Selain mengandalkan bantuan mesin pengolah sampah, Pemkot Bandung juga mulai menyiapkan strategi jangka panjang dengan menjajaki pembangunan fasilitas pengolahan sampah skala besar maupun TPA mandiri. Namun, rencana tersebut masih memerlukan proses pencarian lokasi yang sesuai serta pemenuhan berbagai persyaratan administrasi dan lingkungan.

Menurut Farhan, keberadaan fasilitas pengolahan terpadu tetap menjadi kebutuhan penting. Pasalnya, meskipun sampah dapat diolah dan dikurangi volumenya, masih terdapat residu yang harus dibuang ke tempat pembuangan akhir.

Di sisi lain, pemerintah kota terus mengembangkan program pengelolaan sampah berbasis masyarakat melalui gerakan pemilahan sampah dari sumber. Program Gaslah menjadi salah satu instrumen utama untuk meningkatkan kesadaran warga dalam memilah sampah rumah tangga.

Data yang dimiliki Pemkot Bandung menunjukkan adanya peningkatan partisipasi masyarakat. Jika sebelumnya hanya sekitar 10 rumah di setiap RT yang melakukan pemilahan sampah, kini jumlahnya meningkat menjadi sekitar 20 rumah.

Meski menunjukkan tren positif, angka tersebut masih jauh dari target yang ditetapkan pemerintah kota, yakni minimal 60 rumah per RT melakukan pemilahan sampah secara rutin.

Karena itu, pendekatan edukasi dan sosialisasi masih menjadi fokus utama. Pemkot Bandung menilai perubahan perilaku masyarakat membutuhkan proses yang bertahap dan berkelanjutan.

Farhan mengakui bahwa aturan mengenai sanksi bagi pelaku pembuangan sampah sembarangan sebenarnya sudah tersedia. Namun, pemerintah memilih untuk mengedepankan edukasi dibandingkan penindakan karena mempertimbangkan aspek sosial dan efektivitas jangka panjang.

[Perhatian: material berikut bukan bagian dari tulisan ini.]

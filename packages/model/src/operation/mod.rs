//! # Operations
//!
//! Atomic, versioned and reversible tree mutations. Writers build them,
//! [`Document::apply_operation`](crate::document::Document::apply_operation)
//! validates and executes them, and batches keep them as history.
//!
//! ## Contract
//!
//! - `validate` never mutates and fails with a stable error code
//! - `execute` assumes a successful `validate`
//! - executing `get_reversed()` right after the operation restores the
//!   previous tree
//! - `to_json` / [`Operation::from_json`] are exact inverses, keyed by
//!   `__className`
//!
//! An operation with `base_version == None` targets content outside the
//! document (a fragment or detached element) and does not advance the
//! document version.

mod attribute;
mod detach;
mod insert;
mod marker;
mod merge;
mod move_op;
mod no_op;
mod rename;
mod root;
mod root_attribute;
mod split;
pub(crate) mod utils;

pub use attribute::{AttributeOperation, AttributeOperationJson};
pub use detach::{DetachOperation, DetachOperationJson};
pub use insert::{InsertOperation, InsertOperationJson};
pub use marker::{MarkerOperation, MarkerOperationJson};
pub use merge::{MergeOperation, MergeOperationJson};
pub use move_op::{MoveOperation, MoveOperationJson};
pub use no_op::{NoOperation, NoOperationJson};
pub use rename::{RenameOperation, RenameOperationJson};
pub use root::{RootOperation, RootOperationJson};
pub use root_attribute::{RootAttributeOperation, RootAttributeOperationJson};
pub use split::{SplitOperation, SplitOperationJson};

use quire_common::{ModelError, ModelResult};
use serde::{Deserialize, Serialize};
use serde_json::{json, Value};

use crate::document::Document;
use crate::node::NodeId;
use crate::range::Range;
use crate::tree::Tree;

/// What an operation touched most directly, for selection handling.
#[derive(Debug, Clone, PartialEq)]
pub enum AffectedSelectable {
    Range(Range),
    Ranges(Vec<Range>),
    Element(NodeId),
}

/// Behaviour shared by every operation type.
pub trait OperationBehavior {
    /// Short type tag such as `"insert"` or `"addAttribute"`.
    fn type_name(&self) -> &'static str;

    fn base_version(&self) -> Option<u64>;

    fn set_base_version(&mut self, version: Option<u64>);

    fn is_document_operation(&self) -> bool {
        self.base_version().is_some()
    }

    fn affected_selectable(&self, tree: &Tree) -> Option<AffectedSelectable>;

    fn validate(&self, document: &Document) -> ModelResult<()>;

    fn execute(&mut self, document: &mut Document) -> ModelResult<()>;

    fn get_reversed(&self) -> Operation;

    fn to_json(&self, tree: &Tree) -> OperationJson;
}

#[derive(Debug, Clone, PartialEq)]
pub enum Operation {
    Attribute(AttributeOperation),
    RootAttribute(RootAttributeOperation),
    Insert(InsertOperation),
    Move(MoveOperation),
    Merge(MergeOperation),
    Split(SplitOperation),
    Rename(RenameOperation),
    Marker(MarkerOperation),
    Root(RootOperation),
    Detach(DetachOperation),
    NoOperation(NoOperation),
}

macro_rules! dispatch {
    ($self:expr, $op:ident => $body:expr) => {
        match $self {
            Operation::Attribute($op) => $body,
            Operation::RootAttribute($op) => $body,
            Operation::Insert($op) => $body,
            Operation::Move($op) => $body,
            Operation::Merge($op) => $body,
            Operation::Split($op) => $body,
            Operation::Rename($op) => $body,
            Operation::Marker($op) => $body,
            Operation::Root($op) => $body,
            Operation::Detach($op) => $body,
            Operation::NoOperation($op) => $body,
        }
    };
}

impl OperationBehavior for Operation {
    fn type_name(&self) -> &'static str {
        dispatch!(self, op => op.type_name())
    }

    fn base_version(&self) -> Option<u64> {
        dispatch!(self, op => op.base_version())
    }

    fn set_base_version(&mut self, version: Option<u64>) {
        dispatch!(self, op => op.set_base_version(version))
    }

    fn is_document_operation(&self) -> bool {
        dispatch!(self, op => op.is_document_operation())
    }

    fn affected_selectable(&self, tree: &Tree) -> Option<AffectedSelectable> {
        dispatch!(self, op => op.affected_selectable(tree))
    }

    fn validate(&self, document: &Document) -> ModelResult<()> {
        dispatch!(self, op => op.validate(document))
    }

    fn execute(&mut self, document: &mut Document) -> ModelResult<()> {
        dispatch!(self, op => op.execute(document))
    }

    fn get_reversed(&self) -> Operation {
        dispatch!(self, op => op.get_reversed())
    }

    fn to_json(&self, tree: &Tree) -> OperationJson {
        dispatch!(self, op => op.to_json(tree))
    }
}

impl Operation {
    /// Class name used as the `__className` tag.
    pub fn class_name(&self) -> &'static str {
        match self {
            Operation::Attribute(_) => "AttributeOperation",
            Operation::RootAttribute(_) => "RootAttributeOperation",
            Operation::Insert(_) => "InsertOperation",
            Operation::Move(_) => "MoveOperation",
            Operation::Merge(_) => "MergeOperation",
            Operation::Split(_) => "SplitOperation",
            Operation::Rename(_) => "RenameOperation",
            Operation::Marker(_) => "MarkerOperation",
            Operation::Root(_) => "RootOperation",
            Operation::Detach(_) => "DetachOperation",
            Operation::NoOperation(_) => "NoOperation",
        }
    }

    pub fn to_json_value(&self, tree: &Tree) -> ModelResult<Value> {
        Ok(serde_json::to_value(self.to_json(tree))?)
    }

    /// Rebuild an operation from its JSON form, resolving root names against
    /// `document`. Inserted node snapshots are materialized as detached nodes
    /// in the document's tree.
    pub fn from_json(value: &Value, document: &mut Document) -> ModelResult<Operation> {
        let class_name = value.get("__className").and_then(Value::as_str).unwrap_or_default();
        if !OperationJson::CLASS_NAMES.contains(&class_name) {
            return Err(ModelError::new("model-operation-fromjson-unknown-class", "Unknown operation class")
                .with_context(json!({ "className": class_name })));
        }
        let json: OperationJson = serde_json::from_value(value.clone())?;
        Self::from_operation_json(json, document)
    }

    pub fn from_operation_json(json: OperationJson, document: &mut Document) -> ModelResult<Operation> {
        Ok(match json {
            OperationJson::Attribute(json) => Operation::Attribute(AttributeOperation::from_json(json, document)?),
            OperationJson::RootAttribute(json) => Operation::RootAttribute(RootAttributeOperation::from_json(json, document)?),
            OperationJson::Insert(json) => Operation::Insert(InsertOperation::from_json(json, document)?),
            OperationJson::Move(json) => Operation::Move(MoveOperation::from_json(json, document)?),
            OperationJson::Merge(json) => Operation::Merge(MergeOperation::from_json(json, document)?),
            OperationJson::Split(json) => Operation::Split(SplitOperation::from_json(json, document)?),
            OperationJson::Rename(json) => Operation::Rename(RenameOperation::from_json(json, document)?),
            OperationJson::Marker(json) => Operation::Marker(MarkerOperation::from_json(json, document)?),
            OperationJson::Root(json) => Operation::Root(RootOperation::from_json(json)),
            OperationJson::Detach(json) => Operation::Detach(DetachOperation::from_json(json, document)?),
            OperationJson::NoOperation(json) => Operation::NoOperation(NoOperation::from_json(json)),
        })
    }
}

/// Serialized operation, tagged by `__className`.
#[derive(Debug, Clone, PartialEq, Serialize, Deserialize)]
#[serde(tag = "__className")]
pub enum OperationJson {
    #[serde(rename = "AttributeOperation")]
    Attribute(AttributeOperationJson),
    #[serde(rename = "RootAttributeOperation")]
    RootAttribute(RootAttributeOperationJson),
    #[serde(rename = "InsertOperation")]
    Insert(InsertOperationJson),
    #[serde(rename = "MoveOperation")]
    Move(MoveOperationJson),
    #[serde(rename = "MergeOperation")]
    Merge(MergeOperationJson),
    #[serde(rename = "SplitOperation")]
    Split(SplitOperationJson),
    #[serde(rename = "RenameOperation")]
    Rename(RenameOperationJson),
    #[serde(rename = "MarkerOperation")]
    Marker(MarkerOperationJson),
    #[serde(rename = "RootOperation")]
    Root(RootOperationJson),
    #[serde(rename = "DetachOperation")]
    Detach(DetachOperationJson),
    #[serde(rename = "NoOperation")]
    NoOperation(NoOperationJson),
}

impl OperationJson {
    pub const CLASS_NAMES: [&'static str; 11] = [
        "AttributeOperation",
        "RootAttributeOperation",
        "InsertOperation",
        "MoveOperation",
        "MergeOperation",
        "SplitOperation",
        "RenameOperation",
        "MarkerOperation",
        "RootOperation",
        "DetachOperation",
        "NoOperation",
    ];
}

macro_rules! impl_from_operation {
    ($($variant:ident => $ty:ty),* $(,)?) => {
        $(
            impl From<$ty> for Operation {
                fn from(op: $ty) -> Self {
                    Operation::$variant(op)
                }
            }
        )*
    };
}

impl_from_operation! {
    Attribute => AttributeOperation,
    RootAttribute => RootAttributeOperation,
    Insert => InsertOperation,
    Move => MoveOperation,
    Merge => MergeOperation,
    Split => SplitOperation,
    Rename => RenameOperation,
    Marker => MarkerOperation,
    Root => RootOperation,
    Detach => DetachOperation,
    NoOperation => NoOperation,
}

fn next_version(version: Option<u64>) -> Option<u64> {
    version.map(|version| version + 1)
}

Melalui kombinasi pembangunan infrastruktur, dukungan pemerintah provinsi, serta keterlibatan aktif masyarakat, Pemkot Bandung optimistis persoalan sampah dapat diatasi secara bertahap.

Kolaborasi seluruh pihak dinilai menjadi kunci untuk mewujudkan sistem pengelolaan sampah yang lebih efektif, berkelanjutan, dan ramah lingkungan di Kota Bandung.